[Entries taken from a collection]
use bitcoin::secp256k1;
use common::{cli::LspInfo, ln::addr::LxSocketAddress, rng::SysRngDerefHack};
#[cfg(doc)]
use lightning::ln::msgs::OnionMessage;
use lightning::{
    blinded_path::{
        IntroductionNode,
        message::{BlindedMessagePath, MessageContext, MessageForwardNode},
    },
    ln::msgs::SocketAddress,
    onion_message::messenger::{Destination, MessageRouter, OnionMessagePath},
    routing::gossip::NodeId,
};

use crate::alias::NetworkGraphType;

/// The Lexe [`MessageRouter`] impl for both the Lexe LSP and our user nodes.
/// This type is responsible for routing [`OnionMessage`]s and building blinded
/// paths back to us.
///
/// Ideally we would have separate structs for LSP and user node, but the
/// resulting generics hell is absolutely not worth it.
pub struct LexeMessageRouter {
    network_graph: Arc<NetworkGraphType>,
    kind: Kind,
}

enum Kind {
    /// User nodes are not public nodes and only peer with the Lexe LSP. When
    /// building blinded paths back to themselves, the blinded path is just
    /// LSP -> node.
    Node {
        lsp_info: LspInfo,
    },
    Lsp,
}

impl LexeMessageRouter {
    /// Create a new [`LexeMessageRouter`] for user nodes.
    pub fn new_user_node(
        network_graph: Arc<NetworkGraphType>,
        lsp_info: LspInfo,
    ) -> Self {
        Self {
            network_graph,
            kind: Kind::Node { lsp_info },
        }
    }

    /// Create a new [`LexeMessageRouter`] for LSP.
    pub fn new_lsp(network_graph: Arc<NetworkGraphType>) -> Self {
        Self {
            network_graph,
            kind: Kind::Lsp,
        }
    }
}

impl MessageRouter for LexeMessageRouter {
    // Find a path from `sender` to `destination`. Doesn't need full payment
    // routing, since we're just sending an onion message across the network.
    //
    // For the LSP, a path to an indirect external node or offline user node
    // will probably surface as a `ConnectionNeeded` event in its
    // `OnionMessageHandler`.
    fn find_path(
        &self,
        sender: secp256k1::PublicKey,
        peers: Vec<secp256k1::PublicKey>,
        mut destination: Destination,
    ) -> Result<OnionMessagePath, ()> {
        let network_graph = self.network_graph.read_only();

        // resolve any directed SCID hops to plain node pks
        destination.resolve(&network_graph);

        // if the destination is a blinded path, this is the first node on the
        // path, otherwise it's just the node itself.
        let intro_node = destination.introduction_node().ok_or(())?;

        // If the first node is a direct peer or the sender itself,
        // we can route directly to it without any intermediate hops or lazy
        // connect.
        if peers.contains(intro_node) || &sender == intro_node {
            return Ok(OnionMessagePath {
                intermediate_nodes: vec![],
                destination,
                first_node_addresses: None,
            });
        }

        match &self.kind {
            // For user nodes, always route through LSP
            Kind::Node { lsp_info } => {
                let lsp_node_pk = lsp_info.node_pk.as_inner();

                // Check if the destination is the LSP itself
                if intro_node == lsp_node_pk {
                    // Direct route to LSP, no intermediate hops needed
                    Ok(OnionMessagePath {
                        intermediate_nodes: vec![],
                        destination,
                        first_node_addresses: None,
                    })
                } else {
                    // TODO(phlip9): user nodes could reject an intro_node that
                    // doesn't have announced ip/hostname addresses or onion
                    // message support (from its view of the network graph).
                    //
                    // This might reduce work for the LSP and/or give an nicer
                    // error message.
                    //
                    // Might be more trouble / brittleness than it's worth tho.

                    // For all other destinations, route through the LSP as the
                    // single intermediate hop. The LSP should then lazily
                    // connect to `intro_node` (if not already connected).
                    Ok(OnionMessagePath {
                        intermediate_nodes: vec![*lsp_node_pk],
                        destination,
                        first_node_addresses: None,
                    })
                }
            }
            // For the LSP, we need to support `find_path` to both external
            // nodes and user nodes, but we can't check if the
            // destination is a user node here (requires async).
            Kind::Lsp => {
                match network_graph.node(&NodeId::from_pubkey(intro_node)) {
                    // This is an external node in the network graph. We can
                    // only route to them if they support onion messages and
                    // have an announced address that we support.
                    Some(node_info) => node_info
                        .announcement_info
                        .as_ref()
                        .and_then(|announce| {
                            // external intro_node must support onion messages
                            let supports_om =
                                announce.features().supports_onion_messages();
                            if !supports_om {
                                return None;
                            }

                            // only allow supported addresses (i.e., no TOR
                            // onion addresses)
                            let addrs = announce
                                .addresses()
                                .iter()
                                .filter_map(|addr| {
                                    LxSocketAddress::try_from(addr.clone())
                                        .ok()
                                        .map(SocketAddress::from)
                                })
                                .collect::<Vec<SocketAddress>>();

                            if !addrs.is_empty() { Some(addrs) } else { None }
                        })
                        .map(|addrs| OnionMessagePath {
                            intermediate_nodes: vec![],
                            destination,
                            first_node_addresses: Some(addrs),
                        })
                        .ok_or(()),
                    // This could either be (1) an unannounced external node or
                    // (2) a user node (should never be in the network graph).
                    // Ideally we could reject (1) here and allow (2), but we'll
                    // have to let our `OnionMessenger` handle that.
                    None => Ok(OnionMessagePath {
                        intermediate_nodes: vec![],
                        destination,
                        first_node_addresses: None,
                    }),
                }
            }
        }
    }

    // Create a blinded _onion message_ path for an external onion message
    // sender to use as the last hops when routing a message to us.
    fn create_blinded_paths<T: secp256k1::Signing + secp256k1::Verification>(
        &self,
        recipient: secp256k1::PublicKey,
        context: MessageContext,
        _peers: Vec<secp256k1::PublicKey>,
        secp_ctx: &secp256k1::Secp256k1<T>,
    ) -> Result<Vec<BlindedMessagePath>, ()> {
        // LDK default `create_blinded_paths` tries to be too smart and breaks
        // in our smoketests. It can't build a blinded path b/c the LSP peer
        // isn't sufficiently connected, as there are no other public nodes.
        //
        // We have very simple useage regardless.
        // - The LSP is a public node, so doesn't need any privacy.
        // - User nodes are always connected to the LSP, so we can just
        //   unconditionally return a blinded path from LSP -> User node.
        let result = match &self.kind {
            // Node => Always return a single blinded path: LSP -> User node
            Kind::Node { lsp_info } => BlindedMessagePath::new(
                // LSP is the introductory node
                &[MessageForwardNode {
                    node_id: lsp_info.node_pk.inner(),
                    short_channel_id: None,
                }],
                recipient,
                context,
                SysRngDerefHack::new(),
                secp_ctx,
            ),
            // LSP doesn't need privacy. Just return a "blinded path" to
            // with itself as the introductory node.
            Kind::Lsp => BlindedMessagePath::one_hop(
                recipient,
                context,
                SysRngDerefHack::new(),
                secp_ctx,
            ),
        };

        result.map(|path| vec![path])
    }

    // `create_compact_blinded_paths` just uses `create_blinded_paths`.
    //
    // TODO(phlip9): would `create_compact_blinded_paths` work for user
    // nodes? We could return a compact blinded path that uses SCIDs and
    // not full NodePk's, which would make our BOLT12 offer codes much more
    // compact.
    //
    // fn create_compact_blinded_paths<
    //     T: secp256k1::Signing + secp256k1::Verification,
    // >(
    //     &self,
    //     recipient: secp256k1::PublicKey,
    //     context: MessageContext,
    //     peers: Vec<lightning::blinded_path::message::MessageForwardNode>,
    //     secp_ctx: &secp256k1::Secp256k1<T>,
    // ) -> Result<Vec<BlindedMessagePath>, ()> {
    //     todo!()
    // }
}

**What to work on**. What is needed is every line from the beginning of the data up to and including the line with "our user nodes.", given again word for word.

**Solution to this problem**.
use bitcoin::secp256k1;
use common::{cli::LspInfo, ln::addr::LxSocketAddress, rng::SysRngDerefHack};
#[cfg(doc)]
use lightning::ln::msgs::OnionMessage;
use lightning::{
    blinded_path::{
        IntroductionNode,
        message::{BlindedMessagePath, MessageContext, MessageForwardNode},
    },
    ln::msgs::SocketAddress,
    onion_message::messenger::{Destination, MessageRouter, OnionMessagePath},
    routing::gossip::NodeId,
};

use crate::alias::NetworkGraphType;

/// The Lexe [`MessageRouter`] impl for both the Lexe LSP and our user nodes.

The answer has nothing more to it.